▶ _Task goal_: Transcribe the listing below from its opening line up to and including the line that contains "an alert kind"; reproduce nothing else.
Excerpted data Block Start
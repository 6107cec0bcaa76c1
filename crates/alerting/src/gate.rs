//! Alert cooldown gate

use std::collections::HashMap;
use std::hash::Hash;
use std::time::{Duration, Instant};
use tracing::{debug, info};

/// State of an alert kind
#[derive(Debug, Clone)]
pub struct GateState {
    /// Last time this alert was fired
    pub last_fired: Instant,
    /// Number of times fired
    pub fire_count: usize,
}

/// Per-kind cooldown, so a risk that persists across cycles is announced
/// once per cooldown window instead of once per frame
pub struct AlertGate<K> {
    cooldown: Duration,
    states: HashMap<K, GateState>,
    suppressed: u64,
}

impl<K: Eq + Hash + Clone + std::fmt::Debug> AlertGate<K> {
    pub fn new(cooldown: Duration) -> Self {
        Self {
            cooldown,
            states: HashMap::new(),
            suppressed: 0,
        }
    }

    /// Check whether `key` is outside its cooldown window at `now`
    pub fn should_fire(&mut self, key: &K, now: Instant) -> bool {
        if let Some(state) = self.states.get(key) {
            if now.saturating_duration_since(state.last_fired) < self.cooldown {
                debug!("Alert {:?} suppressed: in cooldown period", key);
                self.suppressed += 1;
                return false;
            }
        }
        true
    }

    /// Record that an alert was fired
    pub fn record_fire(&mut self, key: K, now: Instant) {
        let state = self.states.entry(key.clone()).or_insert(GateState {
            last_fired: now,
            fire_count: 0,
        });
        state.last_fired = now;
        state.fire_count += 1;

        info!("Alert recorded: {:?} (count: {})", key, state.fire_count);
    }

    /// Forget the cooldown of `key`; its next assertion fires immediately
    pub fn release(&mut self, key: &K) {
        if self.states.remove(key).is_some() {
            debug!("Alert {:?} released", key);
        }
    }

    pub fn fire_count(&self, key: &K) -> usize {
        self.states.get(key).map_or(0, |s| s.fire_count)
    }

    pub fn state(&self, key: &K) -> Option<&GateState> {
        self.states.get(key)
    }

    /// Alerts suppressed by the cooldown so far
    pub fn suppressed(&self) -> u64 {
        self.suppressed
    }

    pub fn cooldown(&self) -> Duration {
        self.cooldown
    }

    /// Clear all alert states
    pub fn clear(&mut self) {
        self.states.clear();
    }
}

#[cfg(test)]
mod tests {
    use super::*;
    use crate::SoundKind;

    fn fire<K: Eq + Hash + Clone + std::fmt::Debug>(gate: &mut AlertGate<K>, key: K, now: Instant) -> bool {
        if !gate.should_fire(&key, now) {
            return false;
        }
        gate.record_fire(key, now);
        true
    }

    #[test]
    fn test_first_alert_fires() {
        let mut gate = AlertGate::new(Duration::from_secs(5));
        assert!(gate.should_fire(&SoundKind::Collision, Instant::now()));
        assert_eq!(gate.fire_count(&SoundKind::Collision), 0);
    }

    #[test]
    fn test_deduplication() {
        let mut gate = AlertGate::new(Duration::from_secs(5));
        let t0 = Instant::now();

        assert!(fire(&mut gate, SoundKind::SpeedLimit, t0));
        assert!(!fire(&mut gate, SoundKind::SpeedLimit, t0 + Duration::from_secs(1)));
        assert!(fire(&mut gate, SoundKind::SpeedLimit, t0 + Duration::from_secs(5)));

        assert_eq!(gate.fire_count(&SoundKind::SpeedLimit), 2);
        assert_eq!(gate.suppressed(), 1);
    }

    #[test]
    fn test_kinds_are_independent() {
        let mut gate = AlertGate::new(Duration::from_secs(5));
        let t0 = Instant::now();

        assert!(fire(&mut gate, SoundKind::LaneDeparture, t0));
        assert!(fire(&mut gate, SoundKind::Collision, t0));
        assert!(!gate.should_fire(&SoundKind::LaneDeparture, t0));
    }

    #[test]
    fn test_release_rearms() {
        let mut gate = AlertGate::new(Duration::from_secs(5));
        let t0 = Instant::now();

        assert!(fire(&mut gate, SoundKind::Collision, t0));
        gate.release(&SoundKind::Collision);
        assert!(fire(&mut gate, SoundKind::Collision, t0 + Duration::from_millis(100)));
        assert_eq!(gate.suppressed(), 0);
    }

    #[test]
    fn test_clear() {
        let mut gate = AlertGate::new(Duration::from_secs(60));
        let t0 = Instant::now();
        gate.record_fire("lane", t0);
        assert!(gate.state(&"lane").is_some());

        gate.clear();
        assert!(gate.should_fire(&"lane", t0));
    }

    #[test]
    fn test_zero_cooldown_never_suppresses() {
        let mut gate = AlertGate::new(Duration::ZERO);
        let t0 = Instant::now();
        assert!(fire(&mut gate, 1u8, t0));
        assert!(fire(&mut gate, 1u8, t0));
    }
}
Excerpted data Block End
▶ _Task output_:
repository 6107cec0bcaa76c1
filename crates/alerting/src/gate.rs
//! Alert cooldown gate

use std::collections::HashMap;
use std::hash::Hash;
use std::time::{Duration, Instant};
use tracing::{debug, info};

/// State of an alert kind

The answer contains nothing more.